Allergen specific nasal challenge (ASNC) is an optimal method to study the pathophysiological mechanisms sustaining the allergic inflammation and in particular the adhesion molecule system, which is involved in cellular infiltration of nasal mucosa. Topical steroids have been accepted as a highly effective anti-inflammatory therapy for allergic rhinitis. Objective

The aim of this double-blind placebo- controlled study was the evaluation of clinical and cytological parameters, including ICAM-1 expression on nasal epithelial cells, after a 4 week treatment with nasal fluticasone propionate (200 μg/daily) or placebo, using the model of ASNC. Methods

Twenty allergic rhinitics underwent nasal challenge before and after treatment.
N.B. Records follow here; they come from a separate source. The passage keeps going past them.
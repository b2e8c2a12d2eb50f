//! Run-script generation
//!
//! Builds `run_palace.sh`: a fixed bash preamble that resolves the project
//! directory and exports `CONFIG`, followed by the user's template body.

use crate::error::{Error, Result};
use std::path::{Path, PathBuf};

/// Name of the generated script inside the project directory
pub const SCRIPT_FILE_NAME: &str = "run_palace.sh";

/// Solver configuration expected inside the project directory
pub const CONFIG_FILE_NAME: &str = "config.json";

/// Paths produced by a successful generation
#[derive(Debug, Clone, PartialEq, Eq)]
pub struct GeneratedScript {
    /// Written script
    pub script_path: PathBuf,
    /// Config file the script points `CONFIG` at
    pub config_path: PathBuf,
}

/// Render the full script for a project directory and template body
pub fn render_script(project_dir: &str, template: &str) -> String {
    let project_line = format!("PROJECT_DIR=\"{}\"", posix_path(project_dir));
    [
        "#!/usr/bin/env bash",
        "set -e",
        "SCRIPT_DIR=\"$(cd \"$(dirname \"$0\")\" && pwd)\"",
        "cd \"$SCRIPT_DIR\"",
        project_line.as_str(),
        "CONFIG=\"$PROJECT_DIR/config.json\"",
        "cd \"$PROJECT_DIR\"",
        "",
        template.trim(),
        "",
    ]
    .join("\n")
}

/// Write `run_palace.sh` into the project directory and make it executable
pub fn generate_script(project_dir: &str, template: &str) -> Result<GeneratedScript> {
    if project_dir.is_empty() {
        return Err(Error::MissingProjectDir);
    }

    let dir = Path::new(project_dir);
    let script_path = dir.join(SCRIPT_FILE_NAME);
    let config_path = dir.join(CONFIG_FILE_NAME);

    std::fs::write(&script_path, render_script(project_dir, template))?;
    make_executable(&script_path)?;

    tracing::info!("Generated {}", script_path.display());
    Ok(GeneratedScript {
        script_path,
        config_path,
    })
}

#[cfg(unix)]
fn make_executable(path: &Path) -> Result<()> {
    use std::os::unix::fs::PermissionsExt;

    let mut permissions = std::fs::metadata(path)?.permissions();
    permissions.set_mode(permissions.mode() | 0o111);
    std::fs::set_permissions(path, permissions)?;
    Ok(())
}

#[cfg(not(unix))]
fn make_executable(_path: &Path) -> Result<()> {
    Ok(())
}

/// Forward-slash form of a path, without trailing separators
fn posix_path(path: &str) -> String {
    let converted = path.replace('\\', "/");
    let trimmed = converted.trim_end_matches('/');
    if trimmed.is_empty() && !converted.is_empty() {
        "/".to_string()
    } else {
        trimmed.to_string()
    }
}
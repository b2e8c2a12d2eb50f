//! Building and writing the schema artifacts

use super::inference::SchemaInferrer;
use super::loader::load_examples;
use super::rules::apply_palace_rules;
use super::types::SchemaArtifacts;
use super::validate::{validate, Violation};
use crate::error::{Error, Result, ResultExt};
use serde_json::Value;
use std::path::{Path, PathBuf};

/// Output directory under the repository root
pub const SCHEMA_DIR: &str = "schema";

/// Schema document file name
pub const SCHEMA_FILE_NAME: &str = "palace.examples.schema.json";

/// Report file name
pub const REPORT_FILE_NAME: &str = "report.md";

/// Locations of the written artifacts
#[derive(Debug, Clone, PartialEq, Eq)]
pub struct WrittenArtifacts {
    /// Schema document
    pub schema_path: PathBuf,
    /// Markdown report
    pub report_path: PathBuf,
    /// Number of example files merged
    pub example_count: usize,
}

/// Validation outcome for one example file
#[derive(Debug, Clone, PartialEq, Eq)]
pub struct ExampleValidation {
    /// Repository-relative example path
    pub file: String,
    /// Violations found (empty when valid)
    pub violations: Vec<Violation>,
}

/// Path of the schema document under `root`
pub fn schema_path(root: &Path) -> PathBuf {
    root.join(SCHEMA_DIR).join(SCHEMA_FILE_NAME)
}

/// Infer the schema and report from the examples under `root`
pub fn build_artifacts(root: &Path) -> Result<SchemaArtifacts> {
    let examples = load_examples(root)?;

    let mut inferrer = SchemaInferrer::new();
    for example in &examples {
        inferrer.add_example(&example.relative, &example.value);
    }
    tracing::info!(
        "Merged {} example files into {} key paths",
        inferrer.example_count(),
        inferrer.paths().len()
    );

    Ok(inferrer.finish(apply_palace_rules))
}

/// Regenerate `schema/palace.examples.schema.json` and `schema/report.md`
pub fn write_artifacts(root: &Path) -> Result<WrittenArtifacts> {
    let artifacts = build_artifacts(root)?;

    let dir = root.join(SCHEMA_DIR);
    std::fs::create_dir_all(&dir)?;

    let schema_path = dir.join(SCHEMA_FILE_NAME);
    std::fs::write(&schema_path, artifacts.schema_text())?;

    let report_path = dir.join(REPORT_FILE_NAME);
    std::fs::write(&report_path, &artifacts.report)?;

    tracing::info!("Wrote {} and {}", schema_path.display(), report_path.display());
    Ok(WrittenArtifacts {
        schema_path,
        report_path,
        example_count: artifacts.example_count,
    })
}

/// Validate every example under `root` against the written schema document
pub fn validate_examples(root: &Path) -> Result<Vec<ExampleValidation>> {
    let path = schema_path(root);
    let contents = std::fs::read_to_string(&path)
        .with_context(|| format!("Failed to read {} (run `schema infer` first)", path.display()))?;
    let schema: Value = serde_json::from_str(&contents).map_err(|source| Error::JsonFile {
        path: path.clone(),
        source,
    })?;

    let results = load_examples(root)?
        .into_iter()
        .map(|example| ExampleValidation {
            violations: validate(&schema, &example.value),
            file: example.relative,
        })
        .collect();
    Ok(results)
}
The following parameters were evaluated: (i) nasal symptoms (rhinorrhoea, itching, sneezing, obstruction), (ii) inflammatory cells (eosinophils and neutrophils), (iii) ICAM-1 expression on nasal epihelial cells at baseline, 30 min (early phase) and 6 h (late phase) after ASNC. Results

Fluticasone propionate was capable of reducing: (i) clinical symptoms during both early (P < 0.001) and late phase (P < 0.04), (ii) eosinophil (P < 0.002) and neutrophil (P < 0.001) infiltrate during late phase, and (iii) ICAM-1 expression on nasal epithelial cells during both early (P < 0.01) and late phase (P < 0.03). Conclusions

The present results demonstrate that fluticasone propionate exerts a significant action on early and late phase clinical events following specific nasal challenge, reducing also the cellular influx during the late phase. This event is likely due to the modulation of ICAM-1 expression on epithelial cells.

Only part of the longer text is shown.